The lake is like an explosion. . . .

Dr. Siizard, in our long discussion after Dad’s death, assured me that I have insight into my condition. I have insight: I know I’m sick. In a sense this was news to me— but then, how could you feel like I feel and not know something was up? Yet there are people with my condition who do not have insight. They feel like I feel and they think it’s cool. Dad had no insight.

For the time being, with the extra medication and everything, I keep to my room. Calmly I note the usual side reactions: sudden tightening of the tongue, unprompted blushing, drags of nausea, beaked headaches. All food tastes the same. It tastes of nothing, of dryness and nothing. There is the expected loss of affect—though I can see, with my insight, that it is more pronounced than ever before. Not yet ready for the heat, I sit in my room and listen to the helpless weeping of the baby. The baby seems cute enough. All babies are cute enough: they have to be, evolutionarily speaking. Her name, they tell me, is Harriet, or Hattie.

I’m grateful to Uncle Ned and, I guess, to his new wife Francesca. She is young, plump, and deeply dark. I know it’s ninety degrees out there but she really ought to wear more clothes. In certain lights she has a soft mustache. She is small but she is big: four-feet-eleven in all directions. She’s like a baby herself. I have read widely on the subject of schizophrenia. Or, if you prefer, I have read narrowly but with intensity. I have read Dr. Slizard’s influential monograph, Schizophrenia, forty or fifty times. I never leave home without it. Slizard doesn’t say much about schizophrenic sexuality because, apparently, there isn’t that much to say. It’s not a hot scene, schizophrenia. Hardly anybody gets laid.

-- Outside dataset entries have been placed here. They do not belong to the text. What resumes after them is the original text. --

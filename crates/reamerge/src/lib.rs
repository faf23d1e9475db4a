//! reamerge - merge recorded sessions into a mix template
//!
//! This library provides:
//! - `workbench`: the session queue, template and assignment, replanned on
//!   every queue change and committed once
//! - `output`: summaries, offset tables and assignment matrices for the CLI

pub mod output;
pub mod workbench;

pub use workbench::{Workbench, WorkbenchError};
use rpp::{BaseTempo, TempoPoint, TempoShape, TimeSignature};
use serde::{Deserialize, Serialize};

/// Slack for float noise when rounding measure counts up.
const EPSILON: f64 = 1e-9;

/// Length of a session in musical time.
#[derive(Debug, Clone, Copy, Default, PartialEq, Serialize, Deserialize)]
pub struct SessionLength {
    /// Whole measures, rounded up.
    pub measures: u64,
    /// Exact quarter notes up to the content end.
    pub quarter_notes: f64,
}

/// Round a measure count up, ignoring float noise just above an integer.
pub fn ceil_measures(value: f64) -> u64 {
    if value <= EPSILON {
        return 0;
    }
    (value - EPSILON).ceil() as u64
}

/// Quarter notes covered by `dt` seconds from the start of a segment that
/// ramps from `bpm` to `next_bpm` over `span` seconds.
///
/// Ramps are linear in quarter notes, so tempo grows exponentially in time
/// and a ramp cut short ends at an interpolated tempo.
fn ramp_qn(bpm: f64, next_bpm: f64, span: f64, dt: f64) -> f64 {
    let ratio = (next_bpm / bpm).ln();
    if span <= 0.0 || ratio.abs() < EPSILON {
        return dt * bpm / 60.0;
    }
    let end_bpm = bpm * (next_bpm / bpm).powf(dt / span);
    span * (end_bpm - bpm) / (60.0 * ratio)
}

/// Quarter notes in `[point.time, point.time + dt)`.
fn segment_qn(point: &TempoPoint, next: Option<&TempoPoint>, dt: f64) -> f64 {
    match next {
        Some(next) if point.shape == TempoShape::Linear && next.bpm != point.bpm => {
            ramp_qn(point.bpm, next.bpm, next.time - point.time, dt)
        }
        _ => dt * point.bpm / 60.0,
    }
}

/// Walk the tempo map up to `end` seconds and accumulate quarter notes and
/// (fractional) measures under the signature in force per segment.
fn integrate(map: &[TempoPoint], base: &BaseTempo, end: f64) -> (f64, f64) {
    let mut sig = base.time_sig();
    let mut qn = 0.0;
    let mut measures = 0.0;

    for (i, point) in map.iter().enumerate() {
        if let Some(s) = point.time_sig {
            sig = s;
        }
        if point.time >= end {
            break;
        }
        let next = map.get(i + 1);
        let seg_end = next.map(|n| n.time.min(end)).unwrap_or(end);
        let dt = seg_end - point.time;
        if dt <= 0.0 {
            continue;
        }
        let seg_qn = segment_qn(point, next, dt);
        qn += seg_qn;
        measures += seg_qn / sig.qn_per_measure();
    }
    (qn, measures)
}

/// Length of `duration` seconds of content under a tempo map.
///
/// With fewer than two points the map is a single tempo and the length
/// comes straight from it (or the base tempo when the map is empty).
pub fn session_length(map: &[TempoPoint], base: &BaseTempo, duration: f64) -> SessionLength {
    if duration <= 0.0 {
        return SessionLength::default();
    }

    if map.len() < 2 {
        let bpm = map.first().map(|p| p.bpm).unwrap_or(base.bpm);
        let sig = map
            .first()
            .and_then(|p| p.time_sig)
            .unwrap_or_else(|| base.time_sig());
        let quarter_notes = duration * bpm / 60.0;
        return SessionLength {
            measures: ceil_measures(quarter_notes / sig.qn_per_measure()),
            quarter_notes,
        };
    }

    let (quarter_notes, measures) = integrate(map, base, duration);
    SessionLength {
        measures: ceil_measures(measures),
        quarter_notes,
    }
}

/// Quarter-note position of `time` seconds.
pub fn qn_at(map: &[TempoPoint], base: &BaseTempo, time: f64) -> f64 {
    if time <= 0.0 {
        return 0.0;
    }
    if map.is_empty() {
        return time * base.bpm / 60.0;
    }
    integrate(map, base, time).0
}

/// Signature in force at `time` seconds.
pub fn time_sig_at(map: &[TempoPoint], base: &BaseTempo, time: f64) -> TimeSignature {
    map.iter()
        .take_while(|p| p.time <= time)
        .filter_map(|p| p.time_sig)
        .last()
        .unwrap_or_else(|| base.time_sig())
}
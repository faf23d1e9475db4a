//! Moving imported track content along the timeline.

use rpp::token::{self, rewrite_number};
use rpp::{Chunk, Node};

/// Shift a track's positions by `offset` seconds.
///
/// Moves item `POSITION`s, track and FX envelope `PT` points and
/// `POOLEDENVINST` positions. Everything inside an item (take envelopes,
/// source sections) is item-relative and stays put. Must run before pooled
/// envelope payloads are attached, whose points are instance-relative.
pub fn shift_track(track: &mut Chunk, offset: f64) {
    if offset == 0.0 {
        return;
    }
    for node in track.children.iter_mut() {
        if let Node::Block(block) = node {
            if block.is("ITEM") {
                shift_item(block, offset);
            } else {
                shift_envelopes(block, offset);
            }
        }
    }
}

fn shift_item(item: &mut Chunk, offset: f64) {
    for node in item.children.iter_mut() {
        if let Node::Line(line) = node {
            if token::field_name(line) == Some("POSITION") {
                if let Some(moved) = rewrite_number(line, 1, |v| v + offset) {
                    *line = moved;
                }
            }
        }
    }
}

fn shift_envelopes(block: &mut Chunk, offset: f64) {
    for node in block.children.iter_mut() {
        match node {
            Node::Block(inner) => shift_envelopes(inner, offset),
            Node::Line(line) => {
                let index = match token::field_name(line) {
                    Some("PT") => 1,
                    Some("POOLEDENVINST") => 2,
                    _ => continue,
                };
                if let Some(moved) = rewrite_number(line, index, |v| v + offset) {
                    *line = moved;
                }
            }
        }
    }
}

#[cfg(test)]
mod tests {
    use super::*;
    use pretty_assertions::assert_eq;

    const TRACK: &str = "<TRACK
NAME Kick
<VOLENV2
PT 0 1 0
PT 2.5 0.5 0
POOLEDENVINST 3 4 2 0 1
>
<FXCHAIN
<PARMENV 1 0 1 0.5
PT 1 0.2 0
>
>
<ITEM
POSITION 1.5
LENGTH 4
SNAPOFFS 0
<VOLENV
PT 0.5 1 0
>
>
>";

    fn track() -> Chunk {
        match rpp::chunk::split(TRACK).0.into_iter().next() {
            Some(Node::Block(b)) => b,
            other => panic!("expected block, got {:?}", other),
        }
    }

    #[test]
    fn test_shift_moves_items_and_track_envelopes() {
        let mut t = track();
        shift_track(&mut t, 20.0);
        let rendered = t.render();

        assert!(rendered.contains("PT 20 1 0\n"));
        assert!(rendered.contains("PT 22.5 0.5 0\n"));
        assert!(rendered.contains("POOLEDENVINST 3 24 2 0 1\n"));
        assert!(rendered.contains("PT 21 0.2 0\n"));
        assert!(rendered.contains("POSITION 21.5\n"));
        assert!(rendered.contains("LENGTH 4\n"));
    }

    #[test]
    fn test_take_envelopes_untouched() {
        let mut t = track();
        shift_track(&mut t, 20.0);
        let item = t.blocks_of("ITEM").next().unwrap();
        let take_env = item.blocks_of("VOLENV").next().unwrap();
        assert_eq!(take_env.field_line("PT"), Some("PT 0.5 1 0"));
    }

    #[test]
    fn test_zero_offset_is_identity() {
        let mut t = track();
        shift_track(&mut t, 0.0);
        assert_eq!(t, track());
    }
}
//! Data model for form.io-style schemas and generated test data.
//!
//! A schema document is a tree of "components". Containers (panels,
//! fieldsets, columns) carry a `components` array; leaf inputs carry a
//! `type` tag from a fixed registry. The walker normalizes leaves into
//! [`InputField`] descriptors; everything downstream operates on those.

use serde::{Deserialize, Serialize};
use serde_json::{Map, Value};

/// The closed registry of leaf input types the panel-based extraction
/// recognizes. Tags outside this set are dropped by that path (the flat
/// prompt extraction has its own inclusion rule and keeps the raw tag).
#[derive(Debug, Clone, Copy, PartialEq, Eq)]
pub enum FieldKind {
    TextField,
    TextArea,
    Number,
    Password,
    Email,
    Checkbox,
    SelectBoxes,
    Select,
    Radio,
    DateTime,
    Day,
    Time,
    PhoneNumber,
    Address,
    Signature,
}

impl FieldKind {
    /// Map a schema `type` tag to a kind. Returns `None` for unknown tags.
    pub fn from_tag(tag: &str) -> Option<Self> {
        match tag {
            "textfield" => Some(Self::TextField),
            "textarea" => Some(Self::TextArea),
            "number" => Some(Self::Number),
            "password" => Some(Self::Password),
            "email" => Some(Self::Email),
            "checkbox" => Some(Self::Checkbox),
            "selectboxes" => Some(Self::SelectBoxes),
            "select" => Some(Self::Select),
            "radio" => Some(Self::Radio),
            "datetime" => Some(Self::DateTime),
            "day" => Some(Self::Day),
            "time" => Some(Self::Time),
            "phoneNumber" => Some(Self::PhoneNumber),
            "address" => Some(Self::Address),
            "signature" => Some(Self::Signature),
            _ => None,
        }
    }
}

/// Declarative validation constraints attached to a field.
#[derive(Debug, Clone, Default, Serialize, Deserialize)]
#[serde(default)]
pub struct Validation {
    #[serde(skip_serializing_if = "Option::is_none")]
    pub required: Option<bool>,
    #[serde(skip_serializing_if = "Option::is_none")]
    pub pattern: Option<String>,
    #[serde(rename = "minLength", skip_serializing_if = "Option::is_none")]
    pub min_length: Option<u32>,
    #[serde(rename = "maxLength", skip_serializing_if = "Option::is_none")]
    pub max_length: Option<u32>,
    #[serde(skip_serializing_if = "Option::is_none")]
    pub min: Option<i64>,
    #[serde(skip_serializing_if = "Option::is_none")]
    pub max: Option<i64>,
}

/// One `{label, value}` option pair for choice-type fields.
#[derive(Debug, Clone, Default, Serialize, Deserialize)]
#[serde(default)]
pub struct FieldOption {
    pub label: String,
    pub value: String,
}

/// Conditional visibility spec: show (or hide) this field when the
/// controlling field `when` carries the value `eq`.
///
/// `eq` is kept as a raw JSON value because schemas use both strings and
/// booleans; the resolver only ever matches those two shapes.
#[derive(Debug, Clone, Default, Serialize, Deserialize)]
#[serde(default)]
pub struct Conditional {
    #[serde(skip_serializing_if = "Option::is_none")]
    pub show: Option<bool>,
    #[serde(skip_serializing_if = "Option::is_none")]
    pub when: Option<String>,
    #[serde(skip_serializing_if = "Option::is_none")]
    pub eq: Option<Value>,
}

/// Normalized descriptor for one leaf input field.
///
/// `key` is dot-qualified (`panelKey.fieldKey`) when the field was found
/// under a panel; qualified keys are unique within one parse.
#[derive(Debug, Clone, Serialize, Deserialize)]
pub struct InputField {
    pub key: String,
    pub label: String,
    #[serde(rename = "type")]
    pub field_type: String,
    #[serde(skip_serializing_if = "Option::is_none")]
    pub conditional: Option<Conditional>,
    #[serde(skip_serializing_if = "Option::is_none")]
    pub validate: Option<Validation>,
    #[serde(skip_serializing_if = "Option::is_none")]
    pub values: Option<Vec<FieldOption>>,
    #[serde(skip_serializing_if = "Option::is_none")]
    pub multiple: Option<bool>,
}

impl InputField {
    /// The last segment of the qualified key, used as the record key in
    /// generated field maps.
    pub fn short_key(&self) -> &str {
        self.key.rsplit('.').next().unwrap_or(&self.key)
    }

    pub fn kind(&self) -> Option<FieldKind> {
        FieldKind::from_tag(&self.field_type)
    }
}

/// A named grouping of fields, explicit in the schema or synthesized as
/// the default panel when the document declares none.
#[derive(Debug, Clone, Serialize, Deserialize)]
pub struct FormPanel {
    pub title: String,
    pub key: String,
}

/// Result of the panel-based extraction: panels plus the flat, document-
/// ordered list of field descriptors.
#[derive(Debug, Clone, Default, Serialize)]
pub struct ParsedForm {
    pub panels: Vec<FormPanel>,
    pub fields: Vec<InputField>,
}

impl ParsedForm {
    pub fn is_empty(&self) -> bool {
        self.panels.is_empty() && self.fields.is_empty()
    }
}

/// Generated values for one panel within one test set, keyed by the
/// field's short key.
#[derive(Debug, Clone, Serialize, Deserialize)]
pub struct PanelData {
    pub title: String,
    pub fields: Map<String, Value>,
}

/// One complete synthesized form submission, grouped by panel.
#[derive(Debug, Clone, Serialize, Deserialize)]
pub struct TestSet {
    pub panels: Vec<PanelData>,
}
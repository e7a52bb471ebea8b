//! Core domain types: the form schema data model and error taxonomy.

pub mod error;
pub mod form;

pub use error::{BackendError, GenerationError, GenerationResult};
pub use form::{
    Conditional, FieldKind, FieldOption, FormPanel, InputField, PanelData, ParsedForm, TestSet,
    Validation,
};
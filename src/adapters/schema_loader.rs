//! Schema document loading from local files or HTTP(S) URLs.
//!
//! This is transport glue in front of the core: whatever the source, the
//! result is one `serde_json::Value` handed to the walker. YAML files are
//! accepted by extension and converted to the same JSON value shape.

use anyhow::Context;
use serde_json::Value;
use std::path::Path;

/// Load a schema from `source`, which is treated as a URL when it starts
/// with an http(s) scheme and as a filesystem path otherwise.
pub async fn load_schema(source: &str) -> anyhow::Result<Value> {
    if source.starts_with("http://") || source.starts_with("https://") {
        load_from_url(source).await
    } else {
        load_from_file(Path::new(source)).await
    }
}

async fn load_from_url(url: &str) -> anyhow::Result<Value> {
    tracing::info!(url, "fetching schema");
    let response = reqwest::get(url)
        .await
        .with_context(|| format!("failed to fetch schema from {}", url))?;

    let status = response.status();
    if !status.is_success() {
        anyhow::bail!("schema fetch failed with HTTP status {}", status);
    }

    response
        .json()
        .await
        .with_context(|| format!("schema at {} is not valid JSON", url))
}

async fn load_from_file(path: &Path) -> anyhow::Result<Value> {
    let content = tokio::fs::read_to_string(path)
        .await
        .with_context(|| format!("failed to read schema file {}", path.display()))?;

    let is_yaml = matches!(
        path.extension().and_then(|e| e.to_str()),
        Some("yaml") | Some("yml")
    );

    if is_yaml {
        serde_yaml::from_str(&content)
            .with_context(|| format!("schema file {} is not valid YAML", path.display()))
    } else {
        serde_json::from_str(&content)
            .with_context(|| format!("schema file {} is not valid JSON", path.display()))
    }
}
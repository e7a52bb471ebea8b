use super::assembler::TestSetAssembler;
use super::synthesizer::{SynthesisOptions, ValueSynthesizer};
use super::walker::walk;
use chrono::{TimeZone, Utc};
use serde_json::json;

fn assembler() -> TestSetAssembler {
    TestSetAssembler::with_synthesizer(
        ValueSynthesizer::with_clock(
            SynthesisOptions::default(),
            Utc.with_ymd_and_hms(2025, 1, 1, 0, 0, 0).unwrap(),
        ),
        5,
    )
}

#[test]
fn test_assemble_groups_by_panel_with_short_keys() {
    let schema = json!({
        "components": [
            {
                "type": "panel",
                "key": "personal",
                "title": "Personal",
                "components": [{ "type": "email", "key": "email" }]
            }
        ]
    });
    let parsed = walk(&schema);

    let sets = assembler().assemble(&parsed, 2);

    assert_eq!(sets.len(), 2);
    for set in &sets {
        assert_eq!(set.panels.len(), 1);
        assert_eq!(set.panels[0].title, "Personal");
        // Qualified key "personal.email" lands under its short key.
        assert!(set.panels[0].fields.contains_key("email"));
        assert!(!set.panels[0].fields.contains_key("personal.email"));
    }
}

#[test]
fn test_assemble_three_sets_of_emails() {
    let schema = json!({
        "components": [
            {
                "type": "panel",
                "key": "contact",
                "title": "Contact",
                "components": [{ "type": "textfield", "key": "email" }]
            }
        ]
    });
    let parsed = walk(&schema);

    let sets = assembler().assemble(&parsed, 3);

    assert_eq!(sets.len(), 3);
    let emails: Vec<&str> = sets
        .iter()
        .map(|s| s.panels[0].fields["email"].as_str().unwrap())
        .collect();
    assert_eq!(
        emails,
        vec!["user1@yahoo.com", "user2@outlook.com", "user3@example.com"]
    );
}

#[test]
fn test_assemble_zero_request_uses_default_count() {
    let schema = json!({
        "components": [
            {
                "type": "panel",
                "key": "p",
                "title": "P",
                "components": [{ "type": "number", "key": "n" }]
            }
        ]
    });
    let parsed = walk(&schema);

    let sets = assembler().assemble(&parsed, 0);

    assert_eq!(sets.len(), 5);
}

#[test]
fn test_assemble_applies_conditional_resolution() {
    let schema = json!({
        "components": [
            {
                "type": "panel",
                "key": "p",
                "title": "P",
                "components": [
                    { "type": "checkbox", "key": "optIn" },
                    {
                        "type": "textfield",
                        "key": "reason",
                        "conditional": { "show": false, "when": "optIn", "eq": true }
                    }
                ]
            }
        ]
    });
    let parsed = walk(&schema);

    // Checkbox alternates false/true across seed indices, so the hidden
    // field must be removed exactly in the sets where optIn is true.
    let sets = assembler().assemble(&parsed, 4);

    for set in &sets {
        let fields = &set.panels[0].fields;
        let opted_in = fields["optIn"].as_bool().unwrap();
        assert_eq!(fields.contains_key("reason"), !opted_in);
    }
}

#[test]
fn test_assemble_every_field_present_before_resolution() {
    let schema = json!({
        "components": [
            { "type": "textfield", "key": "a" },
            { "type": "number", "key": "b" },
            { "type": "datetime", "key": "c" }
        ]
    });
    let parsed = walk(&schema);

    let sets = assembler().assemble(&parsed, 1);

    // Default-panel fallback: one synthetic panel carrying all fields.
    assert_eq!(sets[0].panels.len(), 1);
    let fields = &sets[0].panels[0].fields;
    assert_eq!(fields.len(), 3);
    assert!(fields.contains_key("a"));
    assert!(fields.contains_key("b"));
    assert!(fields.contains_key("c"));
}
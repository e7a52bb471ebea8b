//! Schema traversal: turns a raw form document into panels and field
//! descriptors.
//!
//! Two independent extraction strategies live here and must stay separate,
//! because their inclusion predicates and key qualification differ:
//!
//! - [`walk`] — registry-based, panel-qualified extraction. Drives local
//!   synthesis and the parse-for-display endpoint.
//! - [`prompt_fields`] — flat extraction over `input == true` leaves,
//!   unqualified keys, used only to build the external generator prompt.

use serde_json::Value;

use crate::domain::form::{
    Conditional, FieldKind, FieldOption, FormPanel, InputField, ParsedForm, Validation,
};

const PANEL_TYPE: &str = "panel";
const DEFAULT_PANEL_TITLE: &str = "Form Data";
const DEFAULT_PANEL_KEY: &str = "defaultPanel";
const UNNAMED_PANEL_TITLE: &str = "Unnamed Panel";
const FALLBACK_FIELD_TYPE: &str = "textfield";

/// Closed classification of one schema node. Traversal dispatches on this
/// instead of comparing tag strings at every branch.
enum NodeKind<'a> {
    Panel {
        title: String,
        key: String,
        children: &'a [Value],
    },
    Container(&'a [Value]),
    Leaf(FieldKind),
    Unrecognized,
}

fn classify(node: &Value) -> NodeKind<'_> {
    let tag = node.get("type").and_then(Value::as_str).unwrap_or_default();
    let children = node.get("components").and_then(Value::as_array);

    if tag == PANEL_TYPE {
        return NodeKind::Panel {
            title: node
                .get("title")
                .and_then(Value::as_str)
                .unwrap_or(UNNAMED_PANEL_TITLE)
                .to_string(),
            key: node
                .get("key")
                .and_then(Value::as_str)
                .unwrap_or_default()
                .to_string(),
            children: children.map(Vec::as_slice).unwrap_or(&[]),
        };
    }
    if let Some(children) = children {
        if !children.is_empty() {
            return NodeKind::Container(children);
        }
    }
    match FieldKind::from_tag(tag) {
        Some(kind) => NodeKind::Leaf(kind),
        None => NodeKind::Unrecognized,
    }
}

/// The root `components` array, or `None` when the document is not a form
/// schema (missing or non-array `components`).
pub fn root_components(schema: &Value) -> Option<&Vec<Value>> {
    schema.get("components").and_then(Value::as_array)
}

/// Panel-based extraction over the whole document.
///
/// Pre-order and stable: panels and fields come out in document order.
/// Malformed input yields an empty result rather than an error; callers
/// distinguish "not a schema" from "schema with nothing usable" via
/// [`root_components`] and `ParsedForm::fields.is_empty()`.
pub fn walk(schema: &Value) -> ParsedForm {
    let Some(root) = root_components(schema) else {
        tracing::debug!("schema has no components array, returning empty parse");
        return ParsedForm::default();
    };

    let mut parsed = ParsedForm::default();
    find_panels(root, "", &mut parsed);

    // No panels anywhere: wrap everything in one synthetic default panel.
    // Fields already collected above carry unqualified keys; re-extract so
    // every descriptor is qualified by the default panel and keys stay
    // unique within this parse.
    if parsed.panels.is_empty() {
        parsed.fields.clear();
        collect_fields(root, DEFAULT_PANEL_KEY, &mut parsed.fields);
        if !parsed.fields.is_empty() {
            parsed.panels.push(FormPanel {
                title: DEFAULT_PANEL_TITLE.to_string(),
                key: DEFAULT_PANEL_KEY.to_string(),
            });
        }
    }

    parsed
}

/// Locate panels depth-first; fields inside a panel are qualified by the
/// panel key, stray leaves outside any panel keep the surrounding
/// qualification (empty at the root).
fn find_panels(components: &[Value], parent_key: &str, parsed: &mut ParsedForm) {
    for node in components {
        match classify(node) {
            NodeKind::Panel {
                title,
                key,
                children,
            } => {
                collect_fields(children, &key, &mut parsed.fields);
                parsed.panels.push(FormPanel { title, key });
            }
            // Non-panel containers (fieldsets, columns) do not alter
            // qualification.
            NodeKind::Container(children) => find_panels(children, parent_key, parsed),
            NodeKind::Leaf(_) => {
                if let Some(field) = descriptor(node, parent_key) {
                    parsed.fields.push(field);
                }
            }
            NodeKind::Unrecognized => {}
        }
    }
}

/// Collect registry leaves under one panel, recursing through nested
/// containers while keeping the panel key as qualifier. A panel nested
/// inside another panel is treated as a plain container: its fields fold
/// into the outer panel and keep the outer key.
fn collect_fields(components: &[Value], panel_key: &str, fields: &mut Vec<InputField>) {
    for node in components {
        match classify(node) {
            NodeKind::Leaf(_) => {
                if let Some(field) = descriptor(node, panel_key) {
                    fields.push(field);
                }
            }
            NodeKind::Container(children) | NodeKind::Panel { children, .. } => {
                collect_fields(children, panel_key, fields)
            }
            NodeKind::Unrecognized => {}
        }
    }
}

/// Flat extraction used only for prompt construction.
///
/// Includes a node iff it carries an explicit `input: true`, has a key,
/// and exposes no nested `components` (leaf-only, regardless of the type
/// registry). Always recurses into any node with a `components` array.
/// Keys stay unqualified; a missing type tag defaults to `textfield`.
pub fn prompt_fields(schema: &Value) -> Vec<InputField> {
    let mut fields = Vec::new();
    if let Some(root) = root_components(schema) {
        collect_prompt_fields(root, &mut fields);
    }
    fields
}

fn collect_prompt_fields(components: &[Value], fields: &mut Vec<InputField>) {
    for node in components {
        let is_input = node.get("input").and_then(Value::as_bool) == Some(true);
        let key = node.get("key").and_then(Value::as_str);
        let children = node.get("components").and_then(Value::as_array);

        if is_input && children.is_none() {
            if let Some(key) = key {
                fields.push(InputField {
                    key: key.to_string(),
                    label: node
                        .get("label")
                        .and_then(Value::as_str)
                        .unwrap_or(key)
                        .to_string(),
                    field_type: node
                        .get("type")
                        .and_then(Value::as_str)
                        .unwrap_or(FALLBACK_FIELD_TYPE)
                        .to_string(),
                    conditional: None,
                    validate: parse_part(node, "validate"),
                    values: option_values(node),
                    multiple: None,
                });
            }
        } else if let Some(children) = children {
            collect_prompt_fields(children, fields);
        }
    }
}

/// Build the normalized descriptor for one registry leaf, qualifying the
/// key with `parent_key` when present. Nodes without a key are dropped.
fn descriptor(node: &Value, parent_key: &str) -> Option<InputField> {
    let key = node.get("key").and_then(Value::as_str)?;
    let qualified = if parent_key.is_empty() {
        key.to_string()
    } else {
        format!("{}.{}", parent_key, key)
    };

    Some(InputField {
        key: qualified,
        label: node
            .get("label")
            .and_then(Value::as_str)
            .unwrap_or(key)
            .to_string(),
        field_type: node
            .get("type")
            .and_then(Value::as_str)
            .unwrap_or_default()
            .to_string(),
        conditional: parse_part::<Conditional>(node, "conditional"),
        validate: parse_part::<Validation>(node, "validate"),
        values: option_values(node),
        multiple: node.get("multiple").and_then(Value::as_bool),
    })
}

/// Option pairs from `values`, falling back to `data.values`.
fn option_values(node: &Value) -> Option<Vec<FieldOption>> {
    if let Some(values) = node.get("values") {
        if values.is_array() {
            return serde_json::from_value(values.clone()).ok();
        }
    }
    node.get("data")
        .and_then(|data| data.get("values"))
        .and_then(|values| serde_json::from_value(values.clone()).ok())
}

fn parse_part<T: serde::de::DeserializeOwned>(node: &Value, field: &str) -> Option<T> {
    node.get(field)
        .and_then(|v| serde_json::from_value(v.clone()).ok())
}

Behind the comfortable shacklike house there is a forest where, tomorrow, I may go walking. For the time being the forest looks too callow and self-conscious. The greenery is so green. So wooden is the wood. With its glitter-sizzle and the proton play of the waterskaters on its surface, the lake—the lake is like an explosion, in the last split second before it explodes.

Ned’s Diary

July 19. Although Dan is no problem and continues to be quite manageable, I have to say that, on occasion, he comes close to straining our patience. But that’s all right. Patience is an activity, not a state. You can’t just expect to be patient. You work at it. You beef it up. Mealtimes is when we seem to need our patience most. We need all the patience we can get. Poor Dan, he has difficulty eating. His mouth appears to be painfully dry. He chews slowly, and forever. There is a kind of leaden suspense over the table as we wait for the disappearance of each epic mouthful. Give him a slice of vividly juicy cantaloupe and it turns to bark between his jaws. Fran and I find ourselves lurching into the craziest conversations—we talk about anything—just to cover for the kid. And despite his extra medication, his grief pills, Dan is no zombie. I sometimes wish he was, but he’s not. He knows. His blushes are really something to see. This morning I called Dr. Slizard at the Section. He said that Dan is sure to improve in a couple of days and will start to communicate. Fran worries about the way Dan looks at the baby. My anxiety about Harriet is more general. If you can believe—or absorb—what you read in the newspapers, it is apparently open season on babies and children. People seem to have gotten the idea suddenly that they can do what they like with them. She’s safe here of course, but then there’s the crib-death gimmick, dreamed up to ensure that parents get no peace of mind at all. Every morning when I hear Hattie crying or babbling I think—Great. She made it. Fran worries about the way Dan looks at the baby. I tell her he looks at everything that way—at me, at the walls, at the dragonflies, at Flame Lake.